Dave is himself an attraction, constantly in motion, using an internal guidance system to zip his large frame through building after overstuffed building without a collision. A former car salesman of the year, Dave greets every visitor with a friendly, "How we doing folks?" and makes it a point to turn on every nickelodeon, player piano, and mechanical band he passes. At the fire horn display, Dave stops to crank a siren. The collective cacophony makes it difficult to understand what he's saying, and Dave is always saying something, usually along the lines of "Here's something really odd," or "Here's a couple things that you won't see too often."
Pioneer Auto Show knows what it takes to be an attraction with some appeal. It isn't a high-maintenance showroom, but neither is it a sagging barn full of junkyard beaters. "Most of these will start," Dave says, gesturing down a line of 1970s gas guzzlers. Literally hundreds of cars, trucks, tractors, and motorcycles beckon the curious, from a turn-of-the-20th-century Oldsmobile to a mid-1980s Fiero, most of them displayed in large, dimly-lit metal sheds with crunchy rock floors and a big flap of plastic at the entrance to keep out dust. We notice visitors gazing fondly at certain cars, itching to see what's under the hood.
The car sheds share the yard with "Prairie Village," with several buildings that the Geislers rescued from nearby towns, and a street of fake storefronts that serve as over-sized theme display cases for more of the Geislers' collections. Pioneer Auto Show shuns the pop culture framing of Historic Auto Attractions, opting for the appeal of grandpa's attic. The overwhelming number of items and vehicles reminds us of Harold Warp's Pioneer Village, although Dave draws a distinction between his attraction and the latter. "We're cars with other stuff," he says. "They're a village with some cars."
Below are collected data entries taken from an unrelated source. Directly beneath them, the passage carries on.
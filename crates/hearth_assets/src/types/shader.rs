//! Pre-compiled shader programs.

use hearth_core::{ByteReader, ByteWriter};

use super::read_count;
use crate::envelope::{AssetKind, TypedAsset};
use crate::error::{AssetError, AssetResult};

/// Pipeline stage of a shader module.
#[repr(u8)]
#[derive(Clone, Copy, Debug, PartialEq, Eq, Hash)]
pub enum ShaderStageKind {
    /// Vertex stage
    Vertex = 0,
    /// Fragment stage
    Fragment = 1,
    /// Compute stage
    Compute = 2,
}

impl ShaderStageKind {
    /// Decodes a stage byte.
    #[must_use]
    pub const fn from_u8(value: u8) -> Option<Self> {
        match value {
            0 => Some(Self::Vertex),
            1 => Some(Self::Fragment),
            2 => Some(Self::Compute),
            _ => None,
        }
    }
}

/// One compiled stage.
#[derive(Clone, Debug, PartialEq, Eq)]
pub struct ShaderStage {
    /// Which stage this is
    pub stage: ShaderStageKind,
    /// Entry point function name
    pub entry_point: String,
    /// Compiled IR words
    pub words: Vec<u32>,
}

/// A shader program made of one or more stages.
///
/// Layout: stage count, then per stage: stage `u8`, entry point string,
/// IR words (counted). Each stage kind appears at most once.
#[derive(Clone, Debug, Default, PartialEq, Eq)]
pub struct ShaderAsset {
    /// Compiled stages
    pub stages: Vec<ShaderStage>,
}

impl ShaderAsset {
    fn check_unique(&self) -> Result<(), String> {
        for (i, stage) in self.stages.iter().enumerate() {
            if self.stages[..i].iter().any(|s| s.stage == stage.stage) {
                return Err(format!("duplicate {:?} stage", stage.stage));
            }
        }
        Ok(())
    }
}

impl TypedAsset for ShaderAsset {
    const KIND: AssetKind = AssetKind::Shader;
    const VERSION: u8 = 1;

    fn read_fields(reader: &mut ByteReader<'_>) -> AssetResult<Self> {
        // stage byte, empty entry point, zero word count
        let count = read_count(reader, 1 + 8 + 8)?;
        let mut stages = Vec::with_capacity(count);
        for _ in 0..count {
            let stage_byte = reader.read::<u8>()?;
            let stage = ShaderStageKind::from_u8(stage_byte).ok_or_else(|| {
                AssetError::InvalidBody(format!("unknown shader stage {stage_byte}"))
            })?;
            stages.push(ShaderStage {
                stage,
                entry_point: reader.read_string()?,
                words: reader.read_sequence()?,
            });
        }

        let shader = Self { stages };
        shader.check_unique().map_err(AssetError::InvalidBody)?;
        Ok(shader)
    }

    fn write_fields(&self, writer: &mut ByteWriter) -> AssetResult<()> {
        self.check_unique().map_err(AssetError::InvalidArgument)?;
        writer.write_usize(self.stages.len())?;
        for stage in &self.stages {
            writer.write(stage.stage as u8)?;
            writer.write_string(&stage.entry_point)?;
            writer.write_sequence(&stage.words)?;
        }
        Ok(())
    }
}

#[cfg(test)]
mod tests {
    use super::*;
    use crate::container::ContainerConfig;
    use crate::error::ErrorKind;

    #[test]
    fn test_roundtrip() {
        let shader = ShaderAsset {
            stages: vec![
                ShaderStage {
                    stage: ShaderStageKind::Vertex,
                    entry_point: "vs_main".into(),
                    words: vec![0x0723_0203, 1, 2, 3],
                },
                ShaderStage {
                    stage: ShaderStageKind::Fragment,
                    entry_point: "fs_main".into(),
                    words: vec![0x0723_0203, 9],
                },
            ],
        };
        let bytes = shader.to_container_bytes(&ContainerConfig::default()).unwrap();
        let loaded = ShaderAsset::from_container_bytes(&bytes).unwrap();
        assert_eq!(loaded, shader);
    }

    #[test]
    fn test_duplicate_stage_rejected() {
        let stage = ShaderStage {
            stage: ShaderStageKind::Compute,
            entry_point: "main".into(),
            words: Vec::new(),
        };
        let shader = ShaderAsset {
            stages: vec![stage.clone(), stage],
        };
        assert_eq!(
            shader.to_payload().unwrap_err().kind(),
            ErrorKind::InvalidArgument
        );
    }
}
//! Shared pieces of schema deserialization.
//!
//! Schema files are deserialized into serde structs; the values whose TOML
//! type depends on a sibling `type` field stay as `toml::Value` and are
//! converted here once that type is known.

use hearth_core::{Color, Param, ParamType};
use serde::de::{DeserializeOwned, Error as _};
use serde::{Deserialize, Deserializer};
use toml::{Table, Value};

use crate::error::{SchemaError, SchemaResult};

/// Deserializes a parsed table into `T`, prefixing errors with `origin`.
pub(crate) fn deserialize_table<T: DeserializeOwned>(origin: &str, table: &Table) -> SchemaResult<T> {
    T::deserialize(Value::Table(table.clone()))
        .map_err(|e| SchemaError::IncorrectFormat(format!("{origin}: {}", e.message())))
}

/// Parses a param type name.
pub(crate) fn parse_type(name: &str) -> SchemaResult<ParamType> {
    ParamType::from_name(name)
        .ok_or_else(|| SchemaError::IncorrectFormat(format!("unknown type {name:?}")))
}

/// `deserialize_with` adapter for a `type` field.
pub(crate) fn param_type<'de, D: Deserializer<'de>>(deserializer: D) -> Result<ParamType, D::Error> {
    let name = String::deserialize(deserializer)?;
    parse_type(&name).map_err(D::Error::custom)
}

/// `deserialize_with` adapter for a color field.
pub(crate) fn color<'de, D: Deserializer<'de>>(deserializer: D) -> Result<Color, D::Error> {
    let value = Value::deserialize(deserializer)?;
    to_color("color", &value).map_err(D::Error::custom)
}

fn wrong_type(key: &str, expected: &str, found: &Value) -> SchemaError {
    SchemaError::IncorrectFormat(format!(
        "`{key}` must be {expected}, found {}",
        found.type_str()
    ))
}

/// Converts a TOML value into a param of type `ty`.
///
/// Integers are range-checked for `byte` and `int`; floats accept integer
/// literals; colors accept `[r, g, b]`, `[r, g, b, a]` or `"#rrggbb[aa]"`.
pub(crate) fn value_to_param(ty: ParamType, key: &str, value: &Value) -> SchemaResult<Param> {
    match ty {
        ParamType::Byte => Ok(Param::Byte(to_byte(key, value)?)),
        ParamType::Int => Ok(Param::Int(to_int(key, value)?)),
        ParamType::Float => Ok(Param::Float(to_float(key, value)?)),
        ParamType::Bool => Ok(Param::Bool(to_bool(key, value)?)),
        ParamType::String => Ok(Param::String(to_str(key, value)?.to_owned())),
        ParamType::Color => Ok(Param::Color(to_color(key, value)?)),
        ParamType::None => Err(SchemaError::IncorrectFormat(format!(
            "`{key}` cannot hold a value of type none"
        ))),
    }
}

pub(crate) fn to_bool(key: &str, value: &Value) -> SchemaResult<bool> {
    value.as_bool().ok_or_else(|| wrong_type(key, "a bool", value))
}

pub(crate) fn to_str<'a>(key: &str, value: &'a Value) -> SchemaResult<&'a str> {
    value.as_str().ok_or_else(|| wrong_type(key, "a string", value))
}

pub(crate) fn to_byte(key: &str, value: &Value) -> SchemaResult<u8> {
    match value {
        Value::Integer(i) => u8::try_from(*i).map_err(|_| {
            SchemaError::IncorrectFormat(format!("`{key}` = {i} is outside 0..=255"))
        }),
        other => Err(wrong_type(key, "an integer", other)),
    }
}

pub(crate) fn to_int(key: &str, value: &Value) -> SchemaResult<i32> {
    match value {
        Value::Integer(i) => i32::try_from(*i).map_err(|_| {
            SchemaError::IncorrectFormat(format!("`{key}` = {i} does not fit in 32 bits"))
        }),
        other => Err(wrong_type(key, "an integer", other)),
    }
}

#[allow(clippy::cast_possible_truncation, clippy::cast_precision_loss)]
pub(crate) fn to_float(key: &str, value: &Value) -> SchemaResult<f32> {
    let wide = match value {
        Value::Float(f) => *f,
        Value::Integer(i) => *i as f64,
        other => return Err(wrong_type(key, "a number", other)),
    };
    if !wide.is_finite() || wide.abs() > f64::from(f32::MAX) {
        return Err(SchemaError::IncorrectFormat(format!(
            "`{key}` = {wide} is not a finite 32-bit float"
        )));
    }
    Ok(wide as f32)
}

pub(crate) fn to_color(key: &str, value: &Value) -> SchemaResult<Color> {
    match value {
        Value::String(hex) => Color::from_hex(hex).ok_or_else(|| {
            SchemaError::IncorrectFormat(format!("`{key}` = {hex:?} is not #rrggbb or #rrggbbaa"))
        }),
        Value::Array(items) if items.len() == 3 || items.len() == 4 => {
            let mut channels = [1.0f32; 4];
            for (channel, item) in channels.iter_mut().zip(items) {
                *channel = to_float(key, item)?;
            }
            let [r, g, b, a] = channels;
            Ok(Color::new(r, g, b, a))
        }
        other => Err(wrong_type(key, "a color array or hex string", other)),
    }
}
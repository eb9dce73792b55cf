//! Recursive directory enumeration for schema and asset discovery.

use std::ffi::OsStr;
use std::fs;
use std::io;
use std::path::{Path, PathBuf};

fn walk(dir: &Path, callback: &mut impl FnMut(&Path)) -> io::Result<()> {
    for entry in fs::read_dir(dir)? {
        let path = entry?.path();
        if path.is_dir() {
            walk(&path, callback)?;
        } else if path.is_file() {
            callback(&path);
        }
    }
    Ok(())
}

/// Lists every file under `root` with extension `extension` (no leading dot).
///
/// Paths are relative to `root` and sorted by file name, not full path;
/// ties on file name fall back to the full relative path.
///
/// # Errors
///
/// Returns the first I/O error hit while reading a directory.
pub fn scan_directory(root: &Path, extension: &str) -> io::Result<Vec<PathBuf>> {
    let wanted = extension.trim_start_matches('.');
    let mut found = Vec::new();

    walk(root, &mut |path| {
        if path.extension() == Some(OsStr::new(wanted)) {
            if let Ok(relative) = path.strip_prefix(root) {
                found.push(relative.to_path_buf());
            }
        }
    })?;

    found.sort_by(|a, b| a.file_name().cmp(&b.file_name()).then_with(|| a.cmp(b)));
    tracing::debug!(root = %root.display(), extension = wanted, count = found.len(), "scanned directory");
    Ok(found)
}
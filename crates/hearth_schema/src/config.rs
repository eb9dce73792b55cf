//! Where schema files live on disk.

use std::path::PathBuf;

use serde::{Deserialize, Serialize};

/// Schema directory layout (loaded from TOML by the host).
///
/// ```toml
/// root = "data/schemas"
/// options_dir = "options"
/// actors_dir = "actors"
/// extension = "toml"
/// ```
#[derive(Clone, Debug, PartialEq, Eq, Serialize, Deserialize)]
#[serde(default)]
pub struct SchemaConfig {
    /// Directory holding both schema trees
    pub root: PathBuf,
    /// Option lists, relative to `root`
    pub options_dir: PathBuf,
    /// Actor classes, relative to `root`
    pub actors_dir: PathBuf,
    /// File extension of schema files, without the dot
    pub extension: String,
}

impl Default for SchemaConfig {
    fn default() -> Self {
        Self {
            root: PathBuf::from("data/schemas"),
            options_dir: PathBuf::from("options"),
            actors_dir: PathBuf::from("actors"),
            extension: "toml".into(),
        }
    }
}

impl SchemaConfig {
    /// Layout with the default sub-directories under `root`.
    #[must_use]
    pub fn with_root(root: impl Into<PathBuf>) -> Self {
        Self {
            root: root.into(),
            ..Self::default()
        }
    }

    /// Full path of the option list directory.
    #[must_use]
    pub fn options_path(&self) -> PathBuf {
        self.root.join(&self.options_dir)
    }

    /// Full path of the actor class directory.
    #[must_use]
    pub fn actors_path(&self) -> PathBuf {
        self.root.join(&self.actors_dir)
    }
}
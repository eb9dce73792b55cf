//! Level documents: sector geometry plus placed actors.

use hearth_core::{Actor, ByteReader, ByteWriter, Color, Sector};

use super::read_count;
use crate::envelope::{AssetKind, TypedAsset};
use crate::error::AssetResult;

/// One playable level.
///
/// Layout: name string, ambient color, sector count + sectors, actor count
/// + actors.
#[derive(Clone, Debug, PartialEq)]
pub struct LevelAsset {
    /// Display name
    pub name: String,
    /// Ambient light color
    pub ambient: Color,
    /// Room geometry
    pub sectors: Vec<Sector>,
    /// Placed actors
    pub actors: Vec<Actor>,
}

impl Default for LevelAsset {
    fn default() -> Self {
        Self {
            name: String::new(),
            ambient: Color::BLACK,
            sectors: Vec::new(),
            actors: Vec::new(),
        }
    }
}

impl LevelAsset {
    /// Finds an actor by instance name.
    #[must_use]
    pub fn actor(&self, name: &str) -> Option<&Actor> {
        self.actors.iter().find(|actor| actor.name == name)
    }
}

impl TypedAsset for LevelAsset {
    const KIND: AssetKind = AssetKind::Level;
    const VERSION: u8 = 1;

    fn read_fields(reader: &mut ByteReader<'_>) -> AssetResult<Self> {
        let name = reader.read_string()?;
        let ambient = reader.read()?;

        // smallest sector: empty point and wall lists, heights, two empty strings, color
        let sector_count = read_count(reader, 8 + 8 + 4 + 4 + 8 + 8 + 16)?;
        let mut sectors = Vec::with_capacity(sector_count);
        for _ in 0..sector_count {
            sectors.push(Sector::read(reader)?);
        }

        // smallest actor: two empty strings and two zero counts
        let actor_count = read_count(reader, 8 * 4)?;
        let mut actors = Vec::with_capacity(actor_count);
        for _ in 0..actor_count {
            actors.push(Actor::read(reader)?);
        }

        Ok(Self {
            name,
            ambient,
            sectors,
            actors,
        })
    }

    fn write_fields(&self, writer: &mut ByteWriter) -> AssetResult<()> {
        writer.write_string(&self.name)?;
        writer.write(self.ambient)?;

        writer.write_usize(self.sectors.len())?;
        for sector in &self.sectors {
            sector.write(writer)?;
        }

        writer.write_usize(self.actors.len())?;
        for actor in &self.actors {
            actor.write(writer)?;
        }
        Ok(())
    }
}
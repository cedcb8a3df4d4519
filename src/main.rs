use anyhow::Result;
use cses_sync::utils::logging;
use cses_sync::{App, Config};

#[tokio::main]
async fn main() -> Result<()> {
    // 加载配置
    let config = Config::load()?;

    // 初始化日志
    logging::init(config.verbose_logging);
    logging::log_startup(&config);

    // 初始化并运行应用
    App::initialize(config).await?.run().await?;

    Ok(())
}
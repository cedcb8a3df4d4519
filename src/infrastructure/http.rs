//! HTTP 传输 - 基础设施层
//!
//! 持有 reqwest Client，只暴露"发一个请求，拿回状态码和正文"的能力

use crate::error::AppResult;
use serde::de::DeserializeOwned;
use serde_json::Value as JsonValue;
use std::future::Future;
use std::sync::Arc;
use tracing::debug;

/// 请求方法
#[derive(Debug, Clone, Copy, PartialEq, Eq)]
pub enum HttpMethod {
    Get,
    Put,
    Post,
}

/// 一个待发送的请求
#[derive(Debug, Clone, PartialEq)]
pub struct HttpRequest {
    pub method: HttpMethod,
    pub url: String,
    pub headers: Vec<(String, String)>,
    pub body: Option<String>,
}

impl HttpRequest {
    fn new(method: HttpMethod, url: impl Into<String>) -> Self {
        Self {
            method,
            url: url.into(),
            headers: Vec::new(),
            body: None,
        }
    }

    pub fn get(url: impl Into<String>) -> Self {
        Self::new(HttpMethod::Get, url)
    }

    pub fn put(url: impl Into<String>) -> Self {
        Self::new(HttpMethod::Put, url)
    }

    pub fn post(url: impl Into<String>) -> Self {
        Self::new(HttpMethod::Post, url)
    }

    /// 添加请求头
    pub fn header(mut self, name: impl Into<String>, value: impl Into<String>) -> Self {
        self.headers.push((name.into(), value.into()));
        self
    }

    /// 设置 JSON 正文（同时设置 Content-Type）
    pub fn json(self, body: &JsonValue) -> AppResult<Self> {
        let mut request = self.header("Content-Type", "application/json");
        request.body = Some(serde_json::to_string(body)?);
        Ok(request)
    }

    /// 查找请求头（不区分大小写）
    pub fn header_value(&self, name: &str) -> Option<&str> {
        self.headers
            .iter()
            .find(|(k, _)| k.eq_ignore_ascii_case(name))
            .map(|(_, v)| v.as_str())
    }

    /// 正文按 JSON 解析
    pub fn json_body(&self) -> Option<JsonValue> {
        self.body
            .as_deref()
            .and_then(|body| serde_json::from_str(body).ok())
    }
}

/// 响应：状态码和完整正文
#[derive(Debug, Clone, PartialEq)]
pub struct HttpResponse {
    pub status: u16,
    pub body: String,
}

impl HttpResponse {
    pub fn new(status: u16, body: impl Into<String>) -> Self {
        Self {
            status,
            body: body.into(),
        }
    }

    /// 2xx
    pub fn is_success(&self) -> bool {
        (200..300).contains(&self.status)
    }

    /// 正文反序列化
    pub fn json<T: DeserializeOwned>(&self) -> AppResult<T> {
        Ok(serde_json::from_str(&self.body)?)
    }
}

/// HTTP 传输能力
///
/// 不做重试，不设超时；非 2xx 不算错误，由调用方判断
pub trait HttpTransport: Send + Sync {
    fn send(&self, request: HttpRequest) -> impl Future<Output = AppResult<HttpResponse>> + Send;
}

impl<T: HttpTransport> HttpTransport for Arc<T> {
    fn send(&self, request: HttpRequest) -> impl Future<Output = AppResult<HttpResponse>> + Send {
        (**self).send(request)
    }
}

/// 基于 reqwest 的传输
#[derive(Clone, Default)]
pub struct ReqwestTransport {
    client: reqwest::Client,
}

impl ReqwestTransport {
    pub fn new() -> Self {
        Self::default()
    }

    pub fn with_client(client: reqwest::Client) -> Self {
        Self { client }
    }
}

impl HttpTransport for ReqwestTransport {
    async fn send(&self, request: HttpRequest) -> AppResult<HttpResponse> {
        debug!("{:?} {}", request.method, request.url);

        let mut builder = match request.method {
            HttpMethod::Get => self.client.get(&request.url),
            HttpMethod::Put => self.client.put(&request.url),
            HttpMethod::Post => self.client.post(&request.url),
        };
        for (name, value) in &request.headers {
            builder = builder.header(name.as_str(), value.as_str());
        }
        if let Some(body) = request.body {
            builder = builder.body(body);
        }

        let response = builder.send().await?;
        let status = response.status().as_u16();
        let body = response.text().await?;

        debug!("{} -> {} ({} 字节)", request.url, status, body.len());

        Ok(HttpResponse { status, body })
    }
}
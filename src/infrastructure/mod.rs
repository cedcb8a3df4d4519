//! 基础设施层（Infrastructure）
//!
//! 持有稀缺资源（HTTP 连接池、数据文件、授权窗口），只暴露能力，不认识题目和仓库

pub mod auth;
pub mod http;
pub mod kv_store;
pub mod scripted;

pub use auth::{AuthLauncher, AuthRedirect};
pub use http::{HttpMethod, HttpRequest, HttpResponse, HttpTransport, ReqwestTransport};
pub use kv_store::{JsonFileStore, KeyValueStore, MemoryStore};
pub use scripted::ScriptedTransport;
//! 编排层（Orchestration Layer）
//!
//! ## 职责
//!
//! 本层持有进程级资源（本地存储、HTTP 客户端、授权窗口），
//! 负责 stdin/stdout 消息循环，不做具体业务判断。
//!
//! ## 层次关系
//!
//! ```text
//! orchestrator::App (stdin 一行 -> 一个任务 -> stdout 一行)
//!     ↓
//! workflow::MessageHandler (按 action 分发)
//!     ↓
//! services (paste 解析 / 记录存储 / 上传 / OAuth / 页面解析)
//!     ↓
//! clients (RepoContentsClient)
//!     ↓
//! infrastructure (HttpTransport / KeyValueStore / AuthLauncher)
//! ```

pub mod app;

pub use app::{process_line, App, LiveHandler};
pub mod repo_client;

pub use repo_client::{RemoteBlobRef, RepoContentsClient, UpsertResult};
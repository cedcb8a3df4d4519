pub mod message_handler;
pub mod submit_flow;

pub use message_handler::MessageHandler;
pub use submit_flow::{resolve_code, SolutionForm};
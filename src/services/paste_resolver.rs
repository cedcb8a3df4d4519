//! paste 解析服务 - 业务能力层
//!
//! 只负责"给一个 URL，拿回代码文本"，不关心题目和仓库

use crate::error::{AppResult, FetchError};
use crate::infrastructure::{HttpRequest, HttpTransport};
use phf::phf_map;
use regex::{Captures, Regex};
use std::sync::LazyLock;
use tracing::{debug, info};

static CSES_PASTE: LazyLock<Regex> =
    LazyLock::new(|| Regex::new(r"cses\.fi/paste/([a-f0-9]+)").expect("static regex"));
static PASTEBIN: LazyLock<Regex> =
    LazyLock::new(|| Regex::new(r"pastebin\.com/(?:raw/)?([A-Za-z0-9]+)").expect("static regex"));
static PRE_BLOCK: LazyLock<Regex> =
    LazyLock::new(|| Regex::new(r"(?s)<pre[^>]*>(.*?)</pre>").expect("static regex"));
static ENTITY: LazyLock<Regex> =
    LazyLock::new(|| Regex::new(r"&(?:lt|gt|quot|amp|#39|apos);").expect("static regex"));

static HTML_ENTITIES: phf::Map<&'static str, &'static str> = phf_map! {
    "&lt;" => "<",
    "&gt;" => ">",
    "&quot;" => "\"",
    "&amp;" => "&",
    "&#39;" => "'",
    "&apos;" => "'",
};

/// 拿到响应后怎么取代码
#[derive(Debug, Clone, Copy, PartialEq, Eq)]
pub enum Extraction {
    /// 正文就是代码
    Raw,
    /// CSES 的 HTML 页面，代码在第一个 <pre> 里
    CsesPreBlock,
}

/// 实际要请求的地址和取代码的方式
#[derive(Debug, Clone, PartialEq, Eq)]
pub struct FetchPlan {
    pub provider: &'static str,
    pub url: String,
    pub extraction: Extraction,
}

/// (匹配, 改写) 对
struct PasteProvider {
    name: &'static str,
    matches: fn(&str) -> bool,
    plan: fn(&str) -> (String, Extraction),
}

/// 按顺序匹配，第一个命中的生效；最后一项兜底
static PROVIDERS: &[PasteProvider] = &[
    PasteProvider {
        name: "cses",
        matches: is_cses_paste,
        plan: cses_plan,
    },
    PasteProvider {
        name: "pastebin",
        matches: is_pastebin,
        plan: pastebin_plan,
    },
    PasteProvider {
        name: "gist",
        matches: is_gist,
        plan: gist_plan,
    },
    PasteProvider {
        name: "generic",
        matches: any_url,
        plan: as_is_plan,
    },
];

fn is_cses_paste(url: &str) -> bool {
    CSES_PASTE.is_match(url)
}

fn cses_plan(url: &str) -> (String, Extraction) {
    let target = CSES_PASTE
        .captures(url)
        .and_then(|caps| caps.get(1))
        .map(|id| format!("https://cses.fi/paste/{}", id.as_str()))
        .unwrap_or_else(|| url.to_string());
    (target, Extraction::CsesPreBlock)
}

fn is_pastebin(url: &str) -> bool {
    PASTEBIN.is_match(url)
}

fn pastebin_plan(url: &str) -> (String, Extraction) {
    let target = PASTEBIN
        .captures(url)
        .and_then(|caps| caps.get(1))
        .map(|id| format!("https://pastebin.com/raw/{}", id.as_str()))
        .unwrap_or_else(|| url.to_string());
    (target, Extraction::Raw)
}

fn is_gist(url: &str) -> bool {
    url.contains("gist.github.com")
}

fn gist_plan(url: &str) -> (String, Extraction) {
    let target = if url.ends_with("/raw") {
        url.to_string()
    } else if url.ends_with('/') {
        format!("{}raw", url)
    } else {
        format!("{}/raw", url)
    };
    (target, Extraction::Raw)
}

fn any_url(_url: &str) -> bool {
    true
}

fn as_is_plan(url: &str) -> (String, Extraction) {
    (url.to_string(), Extraction::Raw)
}

/// 决定实际请求的地址
pub fn plan(url: &str) -> FetchPlan {
    let url = url.trim();
    PROVIDERS
        .iter()
        .find(|provider| (provider.matches)(url))
        .map(|provider| {
            let (target, extraction) = (provider.plan)(url);
            FetchPlan {
                provider: provider.name,
                url: target,
                extraction,
            }
        })
        .unwrap_or_else(|| FetchPlan {
            provider: "generic",
            url: url.to_string(),
            extraction: Extraction::Raw,
        })
}

/// 取出第一个 <pre> 块的内容（已 trim）
pub fn extract_pre_block(html: &str) -> Option<&str> {
    PRE_BLOCK
        .captures(html)
        .and_then(|caps| caps.get(1))
        .map(|m| m.as_str().trim())
}

/// 解码固定的几个 HTML 实体，单遍替换
pub fn decode_html_entities(text: &str) -> String {
    ENTITY
        .replace_all(text, |caps: &Captures| {
            HTML_ENTITIES
                .get(&caps[0])
                .map(|s| s.to_string())
                .unwrap_or_else(|| caps[0].to_string())
        })
        .into_owned()
}

/// paste 解析服务
pub struct PasteResolver<T> {
    transport: T,
}

impl<T: HttpTransport> PasteResolver<T> {
    pub fn new(transport: T) -> Self {
        Self { transport }
    }

    /// 拉取 paste 内容
    ///
    /// # 参数
    /// - `url`: 用户给的 paste 地址
    ///
    /// # 返回
    /// 代码文本；非 2xx 或页面里找不到代码时返回 `FetchError`
    pub async fn resolve(&self, url: &str) -> AppResult<String> {
        let plan = plan(url);
        info!("📥 拉取 paste [{}]: {}", plan.provider, plan.url);

        let response = self.transport.send(HttpRequest::get(&plan.url)).await?;

        match plan.extraction {
            Extraction::Raw => {
                if !response.is_success() {
                    return Err(FetchError::BadStatus {
                        status: response.status,
                        url: plan.url,
                    }
                    .into());
                }
                debug!("拿到 {} 字节", response.body.len());
                Ok(response.body)
            }
            Extraction::CsesPreBlock => {
                if !response.is_success() {
                    return Err(FetchError::CsesStatus {
                        status: response.status,
                    }
                    .into());
                }
                let code = extract_pre_block(&response.body).ok_or(FetchError::CsesNoCode)?;
                Ok(decode_html_entities(code))
            }
        }
    }
}
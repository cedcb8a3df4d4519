use serde::Serialize;

/// 从题目页面解析出的信息
#[derive(Debug, Clone, PartialEq, Eq, Serialize)]
#[serde(rename_all = "camelCase")]
pub struct ProblemPage {
    pub problem_id: String,
    pub title: String,
}
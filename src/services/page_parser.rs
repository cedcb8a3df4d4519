//! 题目页面解析 - 业务能力层
//!
//! 从题目页面 URL 和 HTML 中取出题号和标题

use crate::models::ProblemPage;
use crate::services::paste_resolver::decode_html_entities;
use regex::Regex;
use std::sync::LazyLock;

static TASK_ID: LazyLock<Regex> =
    LazyLock::new(|| Regex::new(r"task/(\d+)").expect("static regex"));
static HEADING: LazyLock<Regex> =
    LazyLock::new(|| Regex::new(r"(?s)<h1[^>]*>(.*?)</h1>").expect("static regex"));
static TAG: LazyLock<Regex> = LazyLock::new(|| Regex::new(r"<[^>]*>").expect("static regex"));
static WHITESPACE: LazyLock<Regex> = LazyLock::new(|| Regex::new(r"\s+").expect("static regex"));

/// 从 URL 的路径中取题号
pub fn parse_problem_id(url: &str) -> Option<String> {
    let path = url.split(['?', '#']).next().unwrap_or(url);
    TASK_ID
        .captures(path)
        .and_then(|caps| caps.get(1))
        .map(|m| m.as_str().to_string())
}

/// 第一个 <h1> 的文本，没有时为空串
pub fn parse_title(html: &str) -> String {
    HEADING
        .captures(html)
        .and_then(|caps| caps.get(1))
        .map(|m| {
            let text = TAG.replace_all(m.as_str(), "");
            let text = WHITESPACE.replace_all(&text, " ");
            decode_html_entities(text.trim())
        })
        .unwrap_or_default()
}

/// 解析题目页面；不是题目页面时返回 None
pub fn parse_problem_page(url: &str, html: &str) -> Option<ProblemPage> {
    let problem_id = parse_problem_id(url)?;
    Some(ProblemPage {
        problem_id,
        title: parse_title(html),
    })
}

#[cfg(test)]
mod tests {
    use super::*;

    #[test]
    fn test_parse_problem_id() {
        assert_eq!(
            parse_problem_id("https://cses.fi/problemset/task/1068"),
            Some("1068".to_string())
        );
        assert_eq!(
            parse_problem_id("https://cses.fi/problemset/task/1083/?lang=en#top"),
            Some("1083".to_string())
        );
        assert_eq!(parse_problem_id("https://cses.fi/problemset/"), None);
        assert_eq!(parse_problem_id("https://cses.fi/problemset/list?q=task/1"), None);
    }

    #[test]
    fn test_parse_title_strips_markup() {
        let html = "<div><h1 class=\"title\">\n  Weird <b>Algorithm</b> &amp; more\n</h1><h1>Other</h1></div>";
        assert_eq!(parse_title(html), "Weird Algorithm & more");
        assert_eq!(parse_title("<p>no heading</p>"), "");
    }

    #[test]
    fn test_parse_problem_page() {
        let page = parse_problem_page(
            "https://cses.fi/problemset/task/1068",
            "<h1>Weird Algorithm</h1>",
        )
        .unwrap();
        assert_eq!(page.problem_id, "1068");
        assert_eq!(page.title, "Weird Algorithm");

        assert!(parse_problem_page("https://cses.fi/", "<h1>CSES</h1>").is_none());
    }
}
The problem with so much undifferentiated mass is that it's difficult for the untrained eye to find the exceptional among the ordinary. Dave thinks that pretty much everything at Pioneer Auto Show is exceptional. The attraction has a flying car, and an aqua car, and a car made of wood, but Dave instead showed us a 1930 service station in the Prairie Village, a 1921 motor home ("one of the oldest in the world"), and a steam powered truck.
As we briefly stop paying attention to what Dave is saying, our eyes wander to an old metal sign promoting "Dinosaur Graveyard and House of Freaks" (an ad for "Hidden City," a long-gone attraction ancestor to Rapid City's Reptile Gardens, according to Dave). There's a little something here for everyone.
Pioneer Auto Show promotes its handful of celebrity vehicles, including one of Tom Mix's cars (not his death car) and the only surviving original "General Lee" from The Dukes of Hazzard TV series. There are probably other famous vehicles, too, but you'll need to spend hours combing through building after building filled with of old cars -- and if you stop at a place named Pioneer Auto Show, that may be just what you want to do.